WORK INSTRUCTIONS
Read the lines below. Copy out any that hold the string "delta".

[Saved entries]

== Segment start ==

use serde::Serialize;
use serde_json::{json, Value};
use thiserror::Error;

/// Machine-readable error kind, exposed to clients as `code`
#[derive(Debug, Clone, Copy, PartialEq, Eq, Serialize)]
#[serde(rename_all = "SCREAMING_SNAKE_CASE")]
pub enum ErrorKind {
    InvalidIdentifierFormat,
    InvalidTimestamp,
    InvalidEmailLocal,
    InvalidEmailDomain,
    InvalidUsername,
    UserNotFound,
    EmailAlreadyExists,
    InvalidDateRange,
    ValidationError,
    InternalError,
}

impl ErrorKind {
    pub fn as_str(&self) -> &'static str {
        match self {
            Self::InvalidIdentifierFormat => "INVALID_IDENTIFIER_FORMAT",
            Self::InvalidTimestamp => "INVALID_TIMESTAMP",
            Self::InvalidEmailLocal => "INVALID_EMAIL_LOCAL",
            Self::InvalidEmailDomain => "INVALID_EMAIL_DOMAIN",
            Self::InvalidUsername => "INVALID_USERNAME",
            Self::UserNotFound => "USER_NOT_FOUND",
            Self::EmailAlreadyExists => "EMAIL_ALREADY_EXISTS",
            Self::InvalidDateRange => "INVALID_DATE_RANGE",
            Self::ValidationError => "VALIDATION_ERROR",
            Self::InternalError => "INTERNAL_ERROR",
        }
    }
}

impl std::fmt::Display for ErrorKind {
    fn fmt(&self, f: &mut std::fmt::Formatter<'_>) -> std::fmt::Result {
        write!(f, "{}", self.as_str())
    }
}

/// Core domain errors
#[derive(Debug, Error, Clone, PartialEq)]
pub enum DomainError {
    #[error("Invalid identifier format: {value}")]
    InvalidIdentifierFormat { value: String },

    #[error("Invalid date string: {value}")]
    InvalidTimestamp { value: String },

    #[error("Invalid email local part: {email}")]
    InvalidEmailLocal { email: String },

    #[error("Invalid email domain part: {email}")]
    InvalidEmailDomain { email: String },

    #[error("{message}")]
    InvalidUsername { message: String, username: String },

    #[error("User with id {user_id} not found")]
    UserNotFound { user_id: String },

    #[error("Email {email} already exists")]
    EmailAlreadyExists { email: String },

    #[error("Start date {start} must be before or equal to end date {end}")]
    InvalidDateRange { start: String, end: String },

    #[error("Validation error: {message}")]
    Validation { message: String },

    #[error("Internal error: {message}")]
    Internal { message: String },
}

impl DomainError {
    pub fn invalid_identifier(value: impl Into<String>) -> Self {
        Self::InvalidIdentifierFormat {
            value: value.into(),
        }
    }

    pub fn invalid_timestamp(value: impl Into<String>) -> Self {
        Self::InvalidTimestamp {
            value: value.into(),
        }
    }

    pub fn user_not_found(user_id: impl Into<String>) -> Self {
        Self::UserNotFound {
            user_id: user_id.into(),
        }
    }

    pub fn email_already_exists(email: impl Into<String>) -> Self {
        Self::EmailAlreadyExists {
            email: email.into(),
        }
    }

    pub fn invalid_date_range(start: impl Into<String>, end: impl Into<String>) -> Self {
        Self::InvalidDateRange {
            start: start.into(),
            end: end.into(),
        }
    }

    pub fn validation(message: impl Into<String>) -> Self {
        Self::Validation {
            message: message.into(),
        }
    }

    pub fn internal(message: impl Into<String>) -> Self {
        Self::Internal {
            message: message.into(),
        }
    }

    /// Error kind used by the transport layer to pick a status code
    pub fn kind(&self) -> ErrorKind {
        match self {
            Self::InvalidIdentifierFormat { .. } => ErrorKind::InvalidIdentifierFormat,
            Self::InvalidTimestamp { .. } => ErrorKind::InvalidTimestamp,
            Self::InvalidEmailLocal { .. } => ErrorKind::InvalidEmailLocal,
            Self::InvalidEmailDomain { .. } => ErrorKind::InvalidEmailDomain,
            Self::InvalidUsername { .. } => ErrorKind::InvalidUsername,
            Self::UserNotFound { .. } => ErrorKind::UserNotFound,
            Self::EmailAlreadyExists { .. } => ErrorKind::EmailAlreadyExists,
            Self::InvalidDateRange { .. } => ErrorKind::InvalidDateRange,
            Self::Validation { .. } => ErrorKind::ValidationError,
            Self::Internal { .. } => ErrorKind::InternalError,
        }
    }

    /// Structured context for the error, `Value::Null` when there is none
    pub fn details(&self) -> Value {
        match self {
            Self::InvalidIdentifierFormat { value } | Self::InvalidTimestamp { value } => {
                json!({ "value": value })
            }
            Self::InvalidEmailLocal { email }
            | Self::InvalidEmailDomain { email }
            | Self::EmailAlreadyExists { email } => json!({ "email": email }),
            Self::InvalidUsername { username, .. } => json!({ "username": username }),
            Self::UserNotFound { user_id } => json!({ "userId": user_id }),
            Self::InvalidDateRange { start, end } => {
                json!({ "startDate": start, "endDate": end })
            }
            Self::Validation { .. } | Self::Internal { .. } => Value::Null,
        }
    }
}
//! Tracing subscriber setup

use tracing_subscriber::{
    fmt::{self, format::FmtSpan},
    layer::SubscriberExt,
    util::SubscriberInitExt,
    EnvFilter,
};

use crate::config::{LogFormat, LoggingConfig};

/// Install the global subscriber. `RUST_LOG` wins over the configured level.
pub fn init_logging(config: &LoggingConfig) -> anyhow::Result<()> {
    let filter = build_filter(&config.level);

    match config.format {
        LogFormat::Json => tracing_subscriber::registry()
            .with(filter)
            .with(
                fmt::layer()
                    .json()
                    .with_current_span(true)
                    .with_span_events(FmtSpan::CLOSE),
            )
            .try_init()?,
        LogFormat::Pretty => tracing_subscriber::registry()
            .with(filter)
            .with(fmt::layer().pretty().with_target(true))
            .try_init()?,
    }

    tracing::info!(level = %config.level, format = ?config.format, "Logging initialized");

    Ok(())
}

fn build_filter(level: &str) -> EnvFilter {
    EnvFilter::try_from_default_env()
        .or_else(|_| EnvFilter::try_new(level))
        .unwrap_or_else(|_| EnvFilter::new("info"))
}
//! Health check endpoints

use axum::{extract::State, http::StatusCode, response::IntoResponse, Json};
use serde::Serialize;

use super::state::AppState;

#[derive(Debug, Serialize)]
pub struct HealthResponse {
    pub status: HealthStatus,
    pub version: String,
}

#[derive(Debug, Serialize, Clone, Copy, PartialEq, Eq)]
#[serde(rename_all = "lowercase")]
pub enum HealthStatus {
    Healthy,
}

/// Returns 200 with the running version while the process serves requests
pub async fn health_check(State(state): State<AppState>) -> impl IntoResponse {
    let response = HealthResponse {
        status: HealthStatus::Healthy,
        version: state.version.clone(),
    };

    (StatusCode::OK, Json(response))
}

/// Liveness probe
pub async fn live_check() -> impl IntoResponse {
    StatusCode::OK
}

#[cfg(test)]
mod tests {
    use super::*;

    #[test]
    fn test_health_response_serialization() {
        let response = HealthResponse {
            status: HealthStatus::Healthy,
            version: "1.0.0".to_string(),
        };

        let json = serde_json::to_string(&response).unwrap();
        assert_eq!(json, r#"{"status":"healthy","version":"1.0.0"}"#);
    }
}
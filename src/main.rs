use clap::Parser;
use user_records::cli::{self, Cli, Command};

#[tokio::main]
async fn main() -> anyhow::Result<()> {
    let cli = Cli::parse();

    match cli.command {
        Command::Serve(args) => cli::serve::run(args).await,
    }
}
//! User domain
//!
//! This module provides the user entity, its validated value objects, and the
//! repository contract that storage backends implement.

mod entity;
mod repository;
mod validation;
mod values;

pub use entity::{with_timestamps, User, UserRole};
pub use repository::{created_within, UserRepository};
pub use validation::{
    validate_email, validate_not_reserved, validate_username, UserValidationError,
    RESERVED_USERNAMES,
};
pub use values::{Email, Username};

#[cfg(test)]
pub use repository::MockUserRepository;
#[cfg(test)]
mod tests {
    use super::*;
    use crate::domain::user::MockUserRepository;
    use crate::domain::ErrorKind;
    use crate::infrastructure::user::repository::InMemoryUserRepository;
    use std::time::Duration;

    fn create_service() -> UserService<InMemoryUserRepository> {
        let repository = Arc::new(InMemoryUserRepository::new());
        UserService::new(repository, Arc::new(IdGenerator::new()))
    }

    fn make_request(email: &str, username: &str) -> CreateUserRequest {
        CreateUserRequest {
            email: email.to_string(),
            username: Some(username.to_string()),
        }
    }

    fn pause() {
        std::thread::sleep(Duration::from_millis(5));
    }

    #[tokio::test]
    async fn test_create_user() {
        let service = create_service();

        let user = service
            .create(make_request("test@example.com", "testuser"))
            .await
            .unwrap();

        assert_eq!(user.email().as_str(), "test@example.com");
        assert_eq!(user.username().as_str(), "testuser");

        let stored = service.get(user.id().as_str()).await.unwrap();
        assert_eq!(stored, user);
        assert_eq!(stored.created_at(), stored.updated_at());
        assert!(stored.deleted_at().is_none());
    }

    #[tokio::test]
    async fn test_create_requires_username() {
        let service = create_service();

        for username in [None, Some(String::new())] {
            let request = CreateUserRequest {
                email: "test@example.com".to_string(),
                username,
            };
            let err = service.create(request).await.unwrap_err();
            assert_eq!(err, DomainError::validation("Username is required"));
        }
    }

    #[tokio::test]
    async fn test_create_rejects_reserved_username() {
        let service = create_service();

        let err = service
            .create(make_request("test@example.com", "superadmin1"))
            .await
            .unwrap_err();

        assert_eq!(err.kind(), ErrorKind::ValidationError);
        assert!(err.to_string().contains("reserved"));
    }

    #[tokio::test]
    async fn test_create_invalid_email() {
        let service = create_service();

        let err = service
            .create(make_request("@b.co", "testuser"))
            .await
            .unwrap_err();

        assert_eq!(err.kind(), ErrorKind::InvalidEmailLocal);
    }

    #[tokio::test]
    async fn test_create_invalid_username() {
        let service = create_service();

        let err = service
            .create(make_request("test@example.com", "marco"))
            .await
            .unwrap_err();

        assert_eq!(err.kind(), ErrorKind::InvalidUsername);
        assert_eq!(err.details()["username"], "marco");
    }

    #[tokio::test]
    async fn test_create_duplicate_email() {
        let service = create_service();

        service
            .create(make_request("test@example.com", "first"))
            .await
            .unwrap();

        let err = service
            .create(make_request("test@example.com", "other"))
            .await
            .unwrap_err();

        assert_eq!(err, DomainError::email_already_exists("test@example.com"));
    }

    #[tokio::test]
    async fn test_create_reuses_email_of_deleted_user() {
        let service = create_service();

        let first = service
            .create(make_request("test@example.com", "first"))
            .await
            .unwrap();
        service.delete(first.id().as_str()).await.unwrap();

        let second = service
            .create(make_request("test@example.com", "other"))
            .await
            .unwrap();

        assert!(!second.same_identity(&first));
    }

    #[tokio::test]
    async fn test_create_does_not_store_when_email_taken() {
        let mut repository = MockUserRepository::new();
        let ids = Arc::new(IdGenerator::new());
        let existing = User::create(
            &ids,
            Email::new("test@example.com").unwrap(),
            Username::new("existing").unwrap(),
        );

        repository
            .expect_find_by_email()
            .times(1)
            .returning(move |_| Ok(Some(existing.clone())));
        repository.expect_create().never();

        let service = UserService::new(Arc::new(repository), ids);
        let result = service
            .create(make_request("test@example.com", "testuser"))
            .await;

        assert!(matches!(result, Err(DomainError::EmailAlreadyExists { .. })));
    }

    #[tokio::test]
    async fn test_repository_errors_propagate() {
        let mut repository = MockUserRepository::new();
        repository
            .expect_find_all()
            .returning(|_, _| Err(DomainError::internal("storage offline")));

        let service = UserService::new(Arc::new(repository), Arc::new(IdGenerator::new()));
        let err = service.list(ListUsersQuery::default()).await.unwrap_err();

        assert_eq!(err, DomainError::internal("storage offline"));
    }

    #[tokio::test]
    async fn test_list_clamps_pagination() {
        let mut repository = MockUserRepository::new();
        repository
            .expect_find_all()
            .withf(|page, limit| *page == 1 && *limit == 100)
            .times(1)
            .returning(|page, limit| Ok(Page::from_items(Vec::new(), page, limit)));

        let service = UserService::new(Arc::new(repository), Arc::new(IdGenerator::new()));
        let page = service
            .list(ListUsersQuery {
                page: Some(-3),
                limit: Some(1000),
            })
            .await
            .unwrap();

        assert_eq!(page.page, 1);
        assert_eq!(page.limit, 100);
    }

    #[tokio::test]
    async fn test_get_malformed_id_is_not_found() {
        let service = create_service();

        let err = service.get("not-a-ulid").await.unwrap_err();
        assert_eq!(err, DomainError::user_not_found("not-a-ulid"));
    }

    #[tokio::test]
    async fn test_get_unknown_id_is_not_found() {
        let service = create_service();

        let err = service.get("01ARZ3NDEKTSV4RRFFQ69G5FAV").await.unwrap_err();
        assert_eq!(err.kind(), ErrorKind::UserNotFound);
    }

    #[tokio::test]
    async fn test_list_pages() {
        let service = create_service();

        for (email, username) in [
            ("a@example.com", "alpha"),
            ("b@example.com", "bravo"),
            ("d@example.com", "delta"),
        ] {
            service.create(make_request(email, username)).await.unwrap();
        }

        let page = service
            .list(ListUsersQuery {
                page: Some(2),
                limit: Some(2),
            })
            .await
            .unwrap();

        assert_eq!(page.items.len(), 1);
        assert_eq!(page.items[0].username().as_str(), "delta");
        assert_eq!(page.total, 3);
        assert_eq!(page.total_pages, 2);
    }

    #[tokio::test]
    async fn test_list_by_date_range() {
        let service = create_service();

        let first = service
            .create(make_request("a@example.com", "alpha"))
            .await
            .unwrap();
        pause();
        let second = service
            .create(make_request("b@example.com", "bravo"))
            .await
            .unwrap();

        let from_second = service
            .list_by_date_range(DateRangeQuery {
                start_date: Some(second.created_at().to_text()),
                ..Default::default()
            })
            .await
            .unwrap();
        assert_eq!(from_second.total, 1);
        assert!(from_second.items[0].same_identity(&second));

        let until_first = service
            .list_by_date_range(DateRangeQuery {
                end_date: Some(first.created_at().to_text()),
                ..Default::default()
            })
            .await
            .unwrap();
        assert_eq!(until_first.total, 1);
        assert!(until_first.items[0].same_identity(&first));
    }

    #[tokio::test]
    async fn test_list_by_date_range_empty_bounds_are_ignored() {
        let service = create_service();
        service
            .create(make_request("a@example.com", "alpha"))
            .await
            .unwrap();

        let page = service
            .list_by_date_range(DateRangeQuery {
                start_date: Some(String::new()),
                end_date: Some(String::new()),
                ..Default::default()
            })
            .await
            .unwrap();

        assert_eq!(page.total, 1);
    }

    #[tokio::test]
    async fn test_list_by_date_range_rejects_inverted_range() {
        let service = create_service();

        let err = service
            .list_by_date_range(DateRangeQuery {
                start_date: Some("2024-12-31T00:00:00.000Z".to_string()),
                end_date: Some("2024-01-01T00:00:00.000Z".to_string()),
                ..Default::default()
            })
            .await
            .unwrap_err();

        assert_eq!(err.kind(), ErrorKind::InvalidDateRange);
    }

    #[tokio::test]
    async fn test_list_by_date_range_rejects_bad_date() {
        let service = create_service();

        let err = service
            .list_by_date_range(DateRangeQuery {
                start_date: Some("yesterday".to_string()),
                ..Default::default()
            })
            .await
            .unwrap_err();

        assert_eq!(err, DomainError::invalid_timestamp("yesterday"));
    }

    #[tokio::test]
    async fn test_update_username() {
        let service = create_service();
        let user = service
            .create(make_request("test@example.com", "testuser"))
            .await
            .unwrap();
        pause();

        let updated = service
            .update(
                user.id().as_str(),
                UpdateUserRequest {
                    username: Some("new".to_string()),
                    ..Default::default()
                },
            )
            .await
            .unwrap();

        assert_eq!(updated.username().as_str(), "new");
        assert_eq!(updated.email(), user.email());
        assert_eq!(updated.id(), user.id());
        assert_eq!(updated.created_at(), user.created_at());
        assert!(updated.updated_at() > user.updated_at());

        let stored = service.get(user.id().as_str()).await.unwrap();
        assert_eq!(stored, updated);
    }

    #[tokio::test]
    async fn test_update_to_own_email_is_allowed() {
        let service = create_service();
        let user = service
            .create(make_request("test@example.com", "testuser"))
            .await
            .unwrap();

        let updated = service
            .update(
                user.id().as_str(),
                UpdateUserRequest {
                    email: Some("test@example.com".to_string()),
                    ..Default::default()
                },
            )
            .await
            .unwrap();

        assert_eq!(updated.email(), user.email());
    }

    #[tokio::test]
    async fn test_update_to_taken_email() {
        let service = create_service();
        service
            .create(make_request("taken@example.com", "first"))
            .await
            .unwrap();
        let user = service
            .create(make_request("test@example.com", "other"))
            .await
            .unwrap();

        let err = service
            .update(
                user.id().as_str(),
                UpdateUserRequest {
                    email: Some("taken@example.com".to_string()),
                    ..Default::default()
                },
            )
            .await
            .unwrap_err();

        assert_eq!(err, DomainError::email_already_exists("taken@example.com"));
    }

    #[tokio::test]
    async fn test_update_invalid_username_leaves_user_unchanged() {
        let service = create_service();
        let user = service
            .create(make_request("test@example.com", "testuser"))
            .await
            .unwrap();

        let err = service
            .update(
                user.id().as_str(),
                UpdateUserRequest {
                    username: Some("ab".to_string()),
                    ..Default::default()
                },
            )
            .await
            .unwrap_err();

        assert_eq!(err.kind(), ErrorKind::InvalidUsername);
        assert_eq!(service.get(user.id().as_str()).await.unwrap(), user);
    }

    #[tokio::test]
    async fn test_update_deleted_user() {
        let service = create_service();
        let user = service
            .create(make_request("test@example.com", "testuser"))
            .await
            .unwrap();
        service.delete(user.id().as_str()).await.unwrap();

        let err = service
            .update(user.id().as_str(), UpdateUserRequest::default())
            .await
            .unwrap_err();

        assert_eq!(err.kind(), ErrorKind::UserNotFound);
    }

    #[tokio::test]
    async fn test_delete_twice() {
        let service = create_service();
        let user = service
            .create(make_request("test@example.com", "testuser"))
            .await
            .unwrap();

        service.delete(user.id().as_str()).await.unwrap();

        let err = service.get(user.id().as_str()).await.unwrap_err();
        assert_eq!(err.kind(), ErrorKind::UserNotFound);

        let err = service.delete(user.id().as_str()).await.unwrap_err();
        assert_eq!(err, DomainError::user_not_found(user.id().as_str()));
    }

    #[tokio::test]
    async fn test_delete_malformed_id() {
        let service = create_service();

        let err = service.delete("xyz").await.unwrap_err();
        assert_eq!(err, DomainError::user_not_found("xyz"));
    }
}
//! User validation utilities

use once_cell::sync::Lazy;
use regex::Regex;
use thiserror::Error;

use crate::domain::DomainError;

static EMAIL_LOCAL_PATTERN: Lazy<Regex> =
    Lazy::new(|| Regex::new(r"^[a-zA-Z0-9._%+-]+$").unwrap());

static EMAIL_DOMAIN_PATTERN: Lazy<Regex> =
    Lazy::new(|| Regex::new(r"^[a-zA-Z0-9.-]+\.[a-zA-Z]{2,}$").unwrap());

pub const MIN_USERNAME_LENGTH: usize = 3;
pub const MAX_USERNAME_LENGTH: usize = 20;

/// Letter that may never appear in a username, in either case
pub const FORBIDDEN_USERNAME_LETTER: char = 'c';

/// Words that may not appear anywhere in a newly registered username
pub const RESERVED_USERNAMES: [&str; 6] = [
    "admin",
    "superadmin",
    "root",
    "system",
    "administrator",
    "moderator",
];

/// Errors that can occur during user validation
#[derive(Debug, Error, Clone, PartialEq)]
pub enum UserValidationError {
    #[error("Invalid email local part: {0}")]
    InvalidEmailLocal(String),

    #[error("Invalid email domain part: {0}")]
    InvalidEmailDomain(String),

    #[error("Username must be between 3 and 20 characters")]
    UsernameLength(String),

    #[error("Username cannot contain the letter \"c\"")]
    UsernameForbiddenLetter(String),

    #[error("Username contains reserved words")]
    ReservedUsername(String),
}

impl From<UserValidationError> for DomainError {
    fn from(err: UserValidationError) -> Self {
        let message = err.to_string();

        match err {
            UserValidationError::InvalidEmailLocal(email) => Self::InvalidEmailLocal { email },
            UserValidationError::InvalidEmailDomain(email) => Self::InvalidEmailDomain { email },
            UserValidationError::UsernameLength(username)
            | UserValidationError::UsernameForbiddenLetter(username) => {
                Self::InvalidUsername { message, username }
            }
            UserValidationError::ReservedUsername(_) => Self::Validation { message },
        }
    }
}

/// Validate an email address
///
/// The text is split on `@`; the first segment is the local part and the
/// second is the domain part. Errors carry the full address.
pub fn validate_email(email: &str) -> Result<(), UserValidationError> {
    let mut parts = email.split('@');
    let local = parts.next().unwrap_or_default();
    let domain = parts.next();

    if !EMAIL_LOCAL_PATTERN.is_match(local) {
        return Err(UserValidationError::InvalidEmailLocal(email.to_string()));
    }

    match domain {
        Some(domain) if EMAIL_DOMAIN_PATTERN.is_match(domain) => Ok(()),
        _ => Err(UserValidationError::InvalidEmailDomain(email.to_string())),
    }
}

/// Validate a username
///
/// Rules:
/// - 3 to 20 characters
/// - Must not contain the letter "c" (case-insensitive)
pub fn validate_username(username: &str) -> Result<(), UserValidationError> {
    let length = username.chars().count();

    if !(MIN_USERNAME_LENGTH..=MAX_USERNAME_LENGTH).contains(&length) {
        return Err(UserValidationError::UsernameLength(username.to_string()));
    }

    if username.to_lowercase().contains(FORBIDDEN_USERNAME_LETTER) {
        return Err(UserValidationError::UsernameForbiddenLetter(
            username.to_string(),
        ));
    }

    Ok(())
}

/// Reject usernames that equal or contain a reserved word (case-insensitive)
pub fn validate_not_reserved(username: &str) -> Result<(), UserValidationError> {
    let lowered = username.to_lowercase();

    if RESERVED_USERNAMES
        .iter()
        .any(|reserved| lowered.contains(reserved))
    {
        return Err(UserValidationError::ReservedUsername(username.to_string()));
    }

    Ok(())
}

== Segment end ==

TASK SOLUTION
            ("d@example.com", "delta"),
        assert_eq!(page.items[0].username().as_str(), "delta");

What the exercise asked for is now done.